Task objective: This exercise calls for a copy of every line in the listing below that carries the word "PublicKeyMaterial".

Source material:
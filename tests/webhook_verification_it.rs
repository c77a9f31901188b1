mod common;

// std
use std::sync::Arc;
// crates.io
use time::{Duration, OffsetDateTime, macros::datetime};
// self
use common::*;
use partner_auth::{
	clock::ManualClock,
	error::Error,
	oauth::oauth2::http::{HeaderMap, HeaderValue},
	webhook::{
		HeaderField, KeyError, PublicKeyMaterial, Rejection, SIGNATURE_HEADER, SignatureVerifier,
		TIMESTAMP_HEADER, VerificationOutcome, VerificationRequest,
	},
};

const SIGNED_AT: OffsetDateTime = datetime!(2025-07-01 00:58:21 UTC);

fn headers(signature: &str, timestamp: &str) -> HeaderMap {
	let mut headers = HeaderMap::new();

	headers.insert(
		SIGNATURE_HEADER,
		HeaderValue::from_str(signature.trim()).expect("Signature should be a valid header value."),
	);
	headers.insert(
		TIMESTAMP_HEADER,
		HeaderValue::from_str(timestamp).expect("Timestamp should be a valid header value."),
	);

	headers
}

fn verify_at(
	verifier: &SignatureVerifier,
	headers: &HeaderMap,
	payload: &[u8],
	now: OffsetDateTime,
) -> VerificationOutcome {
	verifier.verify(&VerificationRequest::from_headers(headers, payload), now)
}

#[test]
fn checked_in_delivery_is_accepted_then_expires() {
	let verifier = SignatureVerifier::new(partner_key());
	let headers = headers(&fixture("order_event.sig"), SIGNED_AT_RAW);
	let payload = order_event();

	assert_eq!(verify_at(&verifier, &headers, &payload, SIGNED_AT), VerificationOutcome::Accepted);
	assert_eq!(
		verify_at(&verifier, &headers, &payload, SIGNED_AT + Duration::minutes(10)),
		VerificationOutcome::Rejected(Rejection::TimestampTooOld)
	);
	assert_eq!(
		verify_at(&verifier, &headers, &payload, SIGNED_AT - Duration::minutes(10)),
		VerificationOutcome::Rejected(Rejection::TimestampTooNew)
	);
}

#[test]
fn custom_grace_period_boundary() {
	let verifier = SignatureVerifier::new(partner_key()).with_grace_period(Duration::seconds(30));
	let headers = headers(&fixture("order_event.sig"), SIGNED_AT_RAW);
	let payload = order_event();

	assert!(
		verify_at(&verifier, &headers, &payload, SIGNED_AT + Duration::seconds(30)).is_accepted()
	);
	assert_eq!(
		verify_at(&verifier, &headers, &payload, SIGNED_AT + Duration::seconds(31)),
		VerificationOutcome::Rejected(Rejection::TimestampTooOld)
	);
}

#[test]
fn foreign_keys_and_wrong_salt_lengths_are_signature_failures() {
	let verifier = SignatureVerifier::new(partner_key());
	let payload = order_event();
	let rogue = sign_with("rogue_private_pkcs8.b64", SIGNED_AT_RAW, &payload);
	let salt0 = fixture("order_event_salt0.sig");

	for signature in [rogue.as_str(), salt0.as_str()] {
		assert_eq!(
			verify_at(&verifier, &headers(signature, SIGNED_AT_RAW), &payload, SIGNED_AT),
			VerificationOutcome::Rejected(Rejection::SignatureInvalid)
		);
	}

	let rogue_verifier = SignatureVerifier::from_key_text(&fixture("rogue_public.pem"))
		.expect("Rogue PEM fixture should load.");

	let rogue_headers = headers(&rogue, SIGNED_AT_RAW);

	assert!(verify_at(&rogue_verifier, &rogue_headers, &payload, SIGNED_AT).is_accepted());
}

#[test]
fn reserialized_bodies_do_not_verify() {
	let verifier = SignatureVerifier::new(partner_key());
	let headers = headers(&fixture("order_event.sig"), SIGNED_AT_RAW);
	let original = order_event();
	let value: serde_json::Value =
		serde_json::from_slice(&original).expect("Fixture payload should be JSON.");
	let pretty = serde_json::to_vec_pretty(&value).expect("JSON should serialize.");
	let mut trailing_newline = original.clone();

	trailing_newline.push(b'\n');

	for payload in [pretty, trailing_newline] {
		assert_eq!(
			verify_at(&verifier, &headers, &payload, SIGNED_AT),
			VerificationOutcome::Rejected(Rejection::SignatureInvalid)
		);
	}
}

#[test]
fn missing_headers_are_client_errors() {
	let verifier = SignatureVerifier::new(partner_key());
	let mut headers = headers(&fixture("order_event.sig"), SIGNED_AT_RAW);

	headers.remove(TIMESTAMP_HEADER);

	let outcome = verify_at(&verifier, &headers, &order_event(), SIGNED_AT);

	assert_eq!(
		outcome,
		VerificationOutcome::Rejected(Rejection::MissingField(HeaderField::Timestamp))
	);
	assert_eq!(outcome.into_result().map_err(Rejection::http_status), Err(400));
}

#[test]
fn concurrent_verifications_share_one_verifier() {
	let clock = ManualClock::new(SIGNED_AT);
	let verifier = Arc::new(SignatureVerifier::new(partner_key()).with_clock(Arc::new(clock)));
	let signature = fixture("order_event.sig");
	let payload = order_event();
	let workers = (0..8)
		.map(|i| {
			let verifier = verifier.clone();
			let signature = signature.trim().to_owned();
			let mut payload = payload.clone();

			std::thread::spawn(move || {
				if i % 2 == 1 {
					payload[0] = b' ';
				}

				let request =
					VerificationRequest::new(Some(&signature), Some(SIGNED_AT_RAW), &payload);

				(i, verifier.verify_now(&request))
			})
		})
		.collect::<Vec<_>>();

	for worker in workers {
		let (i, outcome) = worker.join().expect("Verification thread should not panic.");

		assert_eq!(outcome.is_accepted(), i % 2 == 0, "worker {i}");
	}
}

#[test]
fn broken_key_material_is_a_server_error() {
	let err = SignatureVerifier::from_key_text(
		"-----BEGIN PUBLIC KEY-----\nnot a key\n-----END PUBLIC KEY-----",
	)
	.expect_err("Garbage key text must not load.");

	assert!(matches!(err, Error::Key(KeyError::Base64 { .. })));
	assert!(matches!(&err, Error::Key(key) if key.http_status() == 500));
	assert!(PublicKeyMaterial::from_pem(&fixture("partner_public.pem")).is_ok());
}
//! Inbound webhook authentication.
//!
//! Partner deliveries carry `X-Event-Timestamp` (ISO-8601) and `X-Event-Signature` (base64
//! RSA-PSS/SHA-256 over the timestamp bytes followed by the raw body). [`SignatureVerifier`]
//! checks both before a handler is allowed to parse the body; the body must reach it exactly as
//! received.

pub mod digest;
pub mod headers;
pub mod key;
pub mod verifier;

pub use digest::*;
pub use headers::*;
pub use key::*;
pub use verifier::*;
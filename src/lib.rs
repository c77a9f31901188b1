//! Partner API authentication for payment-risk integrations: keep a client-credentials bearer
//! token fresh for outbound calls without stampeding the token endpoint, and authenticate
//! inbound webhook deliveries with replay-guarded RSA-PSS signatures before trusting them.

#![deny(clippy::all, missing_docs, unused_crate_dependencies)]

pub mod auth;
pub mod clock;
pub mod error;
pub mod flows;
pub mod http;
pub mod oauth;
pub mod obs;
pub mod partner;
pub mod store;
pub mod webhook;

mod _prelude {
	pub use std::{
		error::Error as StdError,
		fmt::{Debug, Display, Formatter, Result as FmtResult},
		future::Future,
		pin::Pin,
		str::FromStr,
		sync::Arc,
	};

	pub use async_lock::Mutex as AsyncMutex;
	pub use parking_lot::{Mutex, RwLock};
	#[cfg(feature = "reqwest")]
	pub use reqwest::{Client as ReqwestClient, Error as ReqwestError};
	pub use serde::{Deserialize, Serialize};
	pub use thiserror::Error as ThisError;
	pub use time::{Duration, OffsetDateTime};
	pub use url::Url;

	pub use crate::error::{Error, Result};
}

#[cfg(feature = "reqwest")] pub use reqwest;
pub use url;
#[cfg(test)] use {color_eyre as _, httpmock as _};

Answer space:
		HeaderField, KeyError, PublicKeyMaterial, Rejection, SIGNATURE_HEADER, SignatureVerifier,
	assert!(PublicKeyMaterial::from_pem(&fixture("partner_public.pem")).is_ok());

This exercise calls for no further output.